Brief: Within the records, say how many lines include the word "InvalidConfig"; the answer should be the number and no more.

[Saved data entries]

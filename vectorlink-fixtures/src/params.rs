use std::{fs::File, io::Read, path::Path};

use serde::Deserialize;

use crate::{sql::validate_table_name, FixtureError};

pub const DEFAULT_TABLE: &str = "vectors";
pub const DEFAULT_PROGRESS_INTERVAL: usize = 100_000;

#[derive(Clone, Debug, PartialEq, Eq, Deserialize)]
#[serde(default, deny_unknown_fields)]
pub struct DenseParams {
    pub samples: usize,
    pub features: usize,
    pub seed: u64,
    pub table: String,
    /// log a progress line every this many rows. 0 disables it
    pub progress: usize,
}

impl Default for DenseParams {
    fn default() -> Self {
        Self {
            samples: 100_000,
            features: 1024,
            seed: 0,
            table: DEFAULT_TABLE.to_string(),
            progress: DEFAULT_PROGRESS_INTERVAL,
        }
    }
}

impl DenseParams {
    pub fn from_reader<R: Read>(reader: R) -> Result<Self, FixtureError> {
        Ok(serde_json::from_reader(reader)?)
    }

    pub fn from_json_file<P: AsRef<Path>>(path: P) -> Result<Self, FixtureError> {
        Self::from_reader(File::open(path)?)
    }

    pub fn validate(&self) -> Result<(), FixtureError> {
        positive("samples", self.samples)?;
        positive("features", self.features)?;
        validate_table_name(&self.table)
    }
}

#[derive(Clone, Debug, PartialEq, Eq, Deserialize)]
#[serde(default, deny_unknown_fields)]
pub struct SparseParams {
    pub samples: usize,
    pub dimensionality: u32,
    /// number of (index, value) pairs stored per row. 0 is allowed and
    /// yields a blob holding only the trailer
    pub nonzeros: u32,
    pub seed: u64,
    pub table: String,
    /// log a progress line every this many rows. 0 disables it
    pub progress: usize,
}

impl Default for SparseParams {
    fn default() -> Self {
        Self {
            samples: 500_000,
            dimensionality: 20_000,
            nonzeros: 200,
            seed: 0,
            table: DEFAULT_TABLE.to_string(),
            progress: DEFAULT_PROGRESS_INTERVAL,
        }
    }
}

impl SparseParams {
    pub fn from_reader<R: Read>(reader: R) -> Result<Self, FixtureError> {
        Ok(serde_json::from_reader(reader)?)
    }

    pub fn from_json_file<P: AsRef<Path>>(path: P) -> Result<Self, FixtureError> {
        Self::from_reader(File::open(path)?)
    }

    pub fn validate(&self) -> Result<(), FixtureError> {
        positive("samples", self.samples)?;
        positive("dimensionality", self.dimensionality as usize)?;
        if self.nonzeros > self.dimensionality {
            return Err(FixtureError::TooManyNonzeros {
                nonzeros: self.nonzeros,
                dimensionality: self.dimensionality,
            });
        }
        validate_table_name(&self.table)
    }
}

fn positive(name: &str, value: usize) -> Result<(), FixtureError> {
    if value == 0 {
        Err(FixtureError::InvalidConfig(format!(
            "{name} must be greater than zero"
        )))
    } else {
        Ok(())
    }
}

#[cfg(test)]
mod tests {
    use super::*;

    #[test]
    fn defaults_are_valid() {
        DenseParams::default().validate().unwrap();
        SparseParams::default().validate().unwrap();
    }

    #[test]
    fn partial_json_fills_in_defaults() {
        let params = SparseParams::from_reader(&br#"{"samples": 3, "nonzeros": 2}"#[..]).unwrap();
        assert_eq!(
            SparseParams {
                samples: 3,
                nonzeros: 2,
                ..Default::default()
            },
            params
        );

        let params = DenseParams::from_reader(&br#"{"features": 8, "seed": 7}"#[..]).unwrap();
        assert_eq!(8, params.features);
        assert_eq!(7, params.seed);
        assert_eq!(100_000, params.samples);
        assert_eq!("vectors", params.table);
    }

    #[test]
    fn unknown_json_fields_are_rejected() {
        let result = DenseParams::from_reader(&br#"{"fetaures": 8}"#[..]);
        assert!(matches!(result, Err(FixtureError::BadConfigJson(_))));
    }

    #[test]
    fn zero_counts_are_rejected() {
        let dense = DenseParams {
            samples: 0,
            ..Default::default()
        };
        assert!(matches!(dense.validate(), Err(FixtureError::InvalidConfig(_))));

        let dense = DenseParams {
            features: 0,
            ..Default::default()
        };
        assert!(matches!(dense.validate(), Err(FixtureError::InvalidConfig(_))));

        let sparse = SparseParams {
            dimensionality: 0,
            nonzeros: 0,
            ..Default::default()
        };
        assert!(matches!(sparse.validate(), Err(FixtureError::InvalidConfig(_))));
    }

    #[test]
    fn more_nonzeros_than_dimensions_is_rejected() {
        let sparse = SparseParams {
            dimensionality: 5,
            nonzeros: 6,
            ..Default::default()
        };
        assert!(matches!(
            sparse.validate(),
            Err(FixtureError::TooManyNonzeros {
                nonzeros: 6,
                dimensionality: 5
            })
        ));
    }

    #[test]
    fn nonzeros_may_be_zero_or_full() {
        for nonzeros in [0, 5] {
            SparseParams {
                dimensionality: 5,
                nonzeros,
                ..Default::default()
            }
            .validate()
            .unwrap();
        }
    }
}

Answer to the exercise: 4